D’ailleurs, voici les vitres qui entrent en vibration.

Ils murmurent :

— « Cela vient d’en haut ! » — « Non ! » — « Cela vient du marais. » — « D’Artemare ! » — « De Culoz ! »

— « Montagne ! » fait la grand’mère, haletante.

Mme Le Tellier, une main sur sa gorge qui bat, prononce dans un souffle :

— « C’est encore très loin, maman, croyez-v… »

Mais elle n’a pas fini, qu’une brise légère, inexplicable, vivifie les frondaisons ; les feuilles bruissent ; et soudain résonne un « CLAC » assourdissant.

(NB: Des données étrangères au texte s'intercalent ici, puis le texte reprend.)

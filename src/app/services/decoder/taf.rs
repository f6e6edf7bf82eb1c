//! TAF report assembler
//!
//! Extracts the positional header groups (keyword, modifier, station, issue
//! time, valid period), then hands the classified body stream to the
//! forecast-period state machine. Station identifier and issue time are the
//! only mandatory groups; a missing valid period degrades to a warning and
//! periods keep their stated windows.

use tracing::debug;

use crate::app::models::{ReportModifier, TafReport};
use crate::app::services::grammar;
use crate::app::services::parsers::time;
use crate::app::services::period;
use crate::app::services::remarks;
use crate::app::services::tokenizer::RawToken;
use crate::config::DecodeConfig;
use crate::error::{ComponentError, DecodeError, DecodeWarning, Result};

/// Decode a tokenized TAF into a [`TafReport`]
pub fn decode_taf(raw: &str, tokens: &[RawToken], config: &DecodeConfig) -> Result<TafReport> {
    let mut i = 0;

    // ---- positional header -------------------------------------------------
    if tokens.first().map(|t| t.text.as_str()) == Some("TAF") {
        i += 1;
    }

    let mut modifier = None;
    if let Some(token) = tokens.get(i) {
        modifier = match token.text.as_str() {
            "AMD" => Some(ReportModifier::Amended),
            "COR" => Some(ReportModifier::Corrected),
            _ => None,
        };
        if modifier.is_some() {
            i += 1;
        }
    }

    let station = match tokens.get(i) {
        Some(token) if super::STATION.is_match(&token.text) => {
            i += 1;
            token.text.clone()
        }
        _ => return Err(DecodeError::missing_group("station identifier", raw)),
    };

    let issue_time = match tokens.get(i).and_then(|t| time::parse_report_time(&t.text)) {
        Some(parsed) => {
            i += 1;
            parsed
        }
        None => return Err(DecodeError::missing_group("issue time", raw)),
    };

    let mut warnings: Vec<DecodeWarning> = Vec::new();

    let valid_period = match tokens.get(i).and_then(|t| time::parse_valid_period(&t.text)) {
        Some(parsed) => {
            if !parsed.is_well_ordered() {
                warnings.push(DecodeWarning::new(
                    ComponentError::period_ordering(
                        &tokens[i].text,
                        "valid period ends before it starts",
                    ),
                    tokens[i].position,
                ));
            }
            i += 1;
            Some(parsed)
        }
        None => {
            warnings.push(DecodeWarning::new(
                ComponentError::period_ordering(
                    tokens.get(i).map_or("", |t| t.text.as_str()),
                    "TAF valid period missing or unparsable",
                ),
                tokens.get(i).map_or(0, |t| t.position),
            ));
            None
        }
    };

    // ---- body / remarks split ----------------------------------------------
    let rmk_index = tokens[i..]
        .iter()
        .position(|t| t.text == crate::constants::REMARKS_MARKER)
        .map(|offset| i + offset);

    let body = &tokens[i..rmk_index.unwrap_or(tokens.len())];
    let classified = grammar::classify_all(body);
    let periods = period::run(&classified, valid_period, &mut warnings);

    // ---- remarks -----------------------------------------------------------
    let mut remark_entries = Vec::new();
    if let Some(rmk_index) = rmk_index {
        if config.parse_remarks {
            let (entries, mut remark_warnings) = remarks::parse_remarks(&tokens[rmk_index + 1..]);
            remark_entries = entries;
            warnings.append(&mut remark_warnings);
        }
    }

    debug!(
        station = %station,
        periods = periods.len(),
        warnings = warnings.len(),
        "TAF decoded"
    );

    Ok(TafReport {
        station,
        issue_time,
        modifier,
        valid_period,
        periods,
        remarks: remark_entries,
        warnings,
    })
}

On sursaute au claquement sec qui vient de retentir au dehors, on ne sait où, pas loin certes et, semble-t-il, en l’air.

Floflo aboie furieusement.

— « La foudre ? » interroge Mme Arquedouve.

— « Non, ma mère, » lui répond M. Le Tellier, « il n’y a pas eu d’éclair. Nous n’avons rien vu. »

— « Ce n’est donc pas non plus une étincelle, un éclair factice… »

— « Évidemment. »

— « Maxime, va-t’en de la fenêtre ! » implore Mme Le Tellier.

— « Écoutez encore ! » commande l’astronome.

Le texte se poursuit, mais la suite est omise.